*EXERCISE*
Write out, word for word, the part of the listing below that opens with the line containing "filename apps/cli/src/server.rs" and closes with the line containing "Router::new()", keeping both of those lines and adding no others.

** LISTED ENTRIES follows **

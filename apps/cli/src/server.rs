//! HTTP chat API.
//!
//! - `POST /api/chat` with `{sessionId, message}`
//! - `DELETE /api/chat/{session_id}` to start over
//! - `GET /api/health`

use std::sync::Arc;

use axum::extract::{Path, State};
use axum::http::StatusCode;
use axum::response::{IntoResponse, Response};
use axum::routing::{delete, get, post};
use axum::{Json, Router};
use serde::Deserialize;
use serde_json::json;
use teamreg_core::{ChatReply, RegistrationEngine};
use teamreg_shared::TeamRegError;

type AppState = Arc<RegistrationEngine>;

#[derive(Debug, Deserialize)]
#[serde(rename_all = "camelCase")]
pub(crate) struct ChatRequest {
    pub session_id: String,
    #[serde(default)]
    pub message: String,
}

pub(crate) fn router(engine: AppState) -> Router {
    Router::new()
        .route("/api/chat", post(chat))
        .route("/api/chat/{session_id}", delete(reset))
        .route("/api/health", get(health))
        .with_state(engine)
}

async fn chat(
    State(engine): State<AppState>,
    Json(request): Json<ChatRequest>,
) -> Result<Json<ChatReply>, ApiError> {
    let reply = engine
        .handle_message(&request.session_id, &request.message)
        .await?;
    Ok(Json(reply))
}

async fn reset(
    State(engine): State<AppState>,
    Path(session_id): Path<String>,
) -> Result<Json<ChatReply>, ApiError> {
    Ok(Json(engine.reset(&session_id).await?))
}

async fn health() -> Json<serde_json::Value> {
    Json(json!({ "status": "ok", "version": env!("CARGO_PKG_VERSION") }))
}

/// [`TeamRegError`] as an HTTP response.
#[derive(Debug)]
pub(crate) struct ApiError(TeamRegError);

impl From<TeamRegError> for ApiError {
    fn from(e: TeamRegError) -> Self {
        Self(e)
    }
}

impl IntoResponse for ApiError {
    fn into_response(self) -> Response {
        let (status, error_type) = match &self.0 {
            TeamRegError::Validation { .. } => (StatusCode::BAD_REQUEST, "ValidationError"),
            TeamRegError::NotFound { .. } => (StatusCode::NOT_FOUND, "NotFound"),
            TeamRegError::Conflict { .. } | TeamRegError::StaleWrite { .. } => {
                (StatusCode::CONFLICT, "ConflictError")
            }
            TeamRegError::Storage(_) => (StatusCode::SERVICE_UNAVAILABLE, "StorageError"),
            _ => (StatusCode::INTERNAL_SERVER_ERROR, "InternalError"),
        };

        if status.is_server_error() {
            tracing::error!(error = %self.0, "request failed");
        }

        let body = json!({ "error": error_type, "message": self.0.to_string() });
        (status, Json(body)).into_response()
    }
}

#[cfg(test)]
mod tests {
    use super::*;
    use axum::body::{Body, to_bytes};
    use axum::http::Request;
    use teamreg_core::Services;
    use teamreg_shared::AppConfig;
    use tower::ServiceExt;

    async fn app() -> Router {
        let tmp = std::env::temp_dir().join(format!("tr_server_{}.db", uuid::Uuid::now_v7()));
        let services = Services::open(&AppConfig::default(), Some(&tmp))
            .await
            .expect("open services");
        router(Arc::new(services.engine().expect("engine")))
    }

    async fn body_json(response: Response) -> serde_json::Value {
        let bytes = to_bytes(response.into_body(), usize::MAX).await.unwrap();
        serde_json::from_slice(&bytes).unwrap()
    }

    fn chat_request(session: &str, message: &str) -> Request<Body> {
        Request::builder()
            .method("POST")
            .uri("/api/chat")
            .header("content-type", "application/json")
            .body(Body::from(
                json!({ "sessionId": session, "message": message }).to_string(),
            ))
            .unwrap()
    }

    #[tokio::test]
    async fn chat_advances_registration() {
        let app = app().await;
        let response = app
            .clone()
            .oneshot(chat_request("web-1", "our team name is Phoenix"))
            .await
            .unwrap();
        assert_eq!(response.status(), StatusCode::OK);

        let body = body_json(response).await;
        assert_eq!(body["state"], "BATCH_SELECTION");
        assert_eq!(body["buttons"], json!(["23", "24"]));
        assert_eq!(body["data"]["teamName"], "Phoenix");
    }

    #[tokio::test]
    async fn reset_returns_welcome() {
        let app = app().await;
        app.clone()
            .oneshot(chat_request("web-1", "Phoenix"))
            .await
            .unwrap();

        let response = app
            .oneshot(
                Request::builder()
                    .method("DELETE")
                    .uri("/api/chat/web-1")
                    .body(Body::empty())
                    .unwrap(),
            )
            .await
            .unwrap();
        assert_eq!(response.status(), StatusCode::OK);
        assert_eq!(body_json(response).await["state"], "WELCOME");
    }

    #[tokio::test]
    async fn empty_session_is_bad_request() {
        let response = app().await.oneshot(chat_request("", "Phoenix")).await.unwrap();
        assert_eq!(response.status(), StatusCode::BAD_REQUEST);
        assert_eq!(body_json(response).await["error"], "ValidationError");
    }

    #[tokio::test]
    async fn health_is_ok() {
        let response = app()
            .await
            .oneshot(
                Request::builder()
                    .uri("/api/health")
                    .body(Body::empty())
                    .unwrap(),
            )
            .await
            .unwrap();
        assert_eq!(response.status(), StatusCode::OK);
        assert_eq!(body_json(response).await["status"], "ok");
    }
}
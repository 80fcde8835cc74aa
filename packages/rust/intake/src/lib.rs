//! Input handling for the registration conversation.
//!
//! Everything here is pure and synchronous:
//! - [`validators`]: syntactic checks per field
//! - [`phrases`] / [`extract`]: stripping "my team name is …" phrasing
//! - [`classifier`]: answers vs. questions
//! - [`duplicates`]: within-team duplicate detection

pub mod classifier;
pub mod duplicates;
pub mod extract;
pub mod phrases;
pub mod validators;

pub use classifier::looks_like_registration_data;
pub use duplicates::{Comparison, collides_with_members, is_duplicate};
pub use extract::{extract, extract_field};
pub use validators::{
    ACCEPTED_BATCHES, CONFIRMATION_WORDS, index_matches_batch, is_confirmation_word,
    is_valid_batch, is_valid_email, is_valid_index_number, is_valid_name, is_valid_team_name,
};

** End of LISTED ENTRIES **
** LISTED ENTRIES follows **

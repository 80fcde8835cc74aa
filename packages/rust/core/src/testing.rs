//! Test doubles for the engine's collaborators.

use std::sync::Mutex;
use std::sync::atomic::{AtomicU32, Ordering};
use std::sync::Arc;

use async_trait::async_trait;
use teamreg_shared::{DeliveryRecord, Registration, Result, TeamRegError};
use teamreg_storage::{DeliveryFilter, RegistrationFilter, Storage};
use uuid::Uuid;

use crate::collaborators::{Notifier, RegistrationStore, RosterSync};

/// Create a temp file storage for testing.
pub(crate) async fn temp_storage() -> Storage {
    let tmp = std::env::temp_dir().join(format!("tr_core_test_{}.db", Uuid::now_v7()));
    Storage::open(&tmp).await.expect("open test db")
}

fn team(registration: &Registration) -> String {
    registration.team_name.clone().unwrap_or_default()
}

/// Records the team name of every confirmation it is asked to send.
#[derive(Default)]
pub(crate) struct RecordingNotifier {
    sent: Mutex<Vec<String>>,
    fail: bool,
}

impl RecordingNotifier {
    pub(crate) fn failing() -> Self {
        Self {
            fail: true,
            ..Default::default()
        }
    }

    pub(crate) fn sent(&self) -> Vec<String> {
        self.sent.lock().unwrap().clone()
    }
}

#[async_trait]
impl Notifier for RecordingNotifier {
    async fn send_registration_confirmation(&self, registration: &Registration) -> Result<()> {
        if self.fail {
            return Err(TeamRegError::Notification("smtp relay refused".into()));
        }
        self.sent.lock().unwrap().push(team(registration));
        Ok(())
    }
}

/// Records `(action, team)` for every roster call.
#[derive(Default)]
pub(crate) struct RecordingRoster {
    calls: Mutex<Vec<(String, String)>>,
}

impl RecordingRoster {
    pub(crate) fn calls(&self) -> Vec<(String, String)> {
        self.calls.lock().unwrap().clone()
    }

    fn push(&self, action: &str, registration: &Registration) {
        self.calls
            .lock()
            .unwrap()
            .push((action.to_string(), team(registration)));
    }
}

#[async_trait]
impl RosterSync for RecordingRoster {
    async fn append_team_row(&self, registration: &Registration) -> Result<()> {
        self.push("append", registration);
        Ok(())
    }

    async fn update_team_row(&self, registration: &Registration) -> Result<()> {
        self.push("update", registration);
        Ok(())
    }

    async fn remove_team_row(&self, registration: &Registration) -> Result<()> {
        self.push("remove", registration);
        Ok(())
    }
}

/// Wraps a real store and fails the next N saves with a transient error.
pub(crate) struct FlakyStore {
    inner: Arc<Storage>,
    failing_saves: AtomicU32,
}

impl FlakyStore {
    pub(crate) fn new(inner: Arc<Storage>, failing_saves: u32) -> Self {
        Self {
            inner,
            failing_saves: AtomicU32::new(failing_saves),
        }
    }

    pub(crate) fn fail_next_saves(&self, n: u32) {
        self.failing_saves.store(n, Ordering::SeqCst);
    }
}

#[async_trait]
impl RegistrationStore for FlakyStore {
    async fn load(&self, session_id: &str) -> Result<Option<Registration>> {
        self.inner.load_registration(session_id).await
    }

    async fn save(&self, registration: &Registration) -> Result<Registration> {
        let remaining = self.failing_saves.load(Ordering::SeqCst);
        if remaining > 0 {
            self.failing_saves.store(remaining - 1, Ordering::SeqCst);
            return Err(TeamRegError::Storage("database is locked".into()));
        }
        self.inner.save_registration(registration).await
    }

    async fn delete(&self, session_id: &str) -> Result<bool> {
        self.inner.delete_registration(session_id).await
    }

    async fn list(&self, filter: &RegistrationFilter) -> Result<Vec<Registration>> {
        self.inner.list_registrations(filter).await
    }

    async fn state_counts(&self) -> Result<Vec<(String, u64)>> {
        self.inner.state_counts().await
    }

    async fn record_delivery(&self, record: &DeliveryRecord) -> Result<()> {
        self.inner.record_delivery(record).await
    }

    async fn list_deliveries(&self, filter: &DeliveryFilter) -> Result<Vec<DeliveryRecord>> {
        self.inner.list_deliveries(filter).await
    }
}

** End of LISTED ENTRIES **

*TASK RESPONSE*
filename apps/cli/src/server.rs
//! HTTP chat API.
//!
//! - `POST /api/chat` with `{sessionId, message}`
//! - `DELETE /api/chat/{session_id}` to start over
//! - `GET /api/health`

use std::sync::Arc;

use axum::extract::{Path, State};
use axum::http::StatusCode;
use axum::response::{IntoResponse, Response};
use axum::routing::{delete, get, post};
use axum::{Json, Router};
use serde::Deserialize;
use serde_json::json;
use teamreg_core::{ChatReply, RegistrationEngine};
use teamreg_shared::TeamRegError;

type AppState = Arc<RegistrationEngine>;

#[derive(Debug, Deserialize)]
#[serde(rename_all = "camelCase")]
pub(crate) struct ChatRequest {
    pub session_id: String,
    #[serde(default)]
    pub message: String,
}

pub(crate) fn router(engine: AppState) -> Router {
    Router::new()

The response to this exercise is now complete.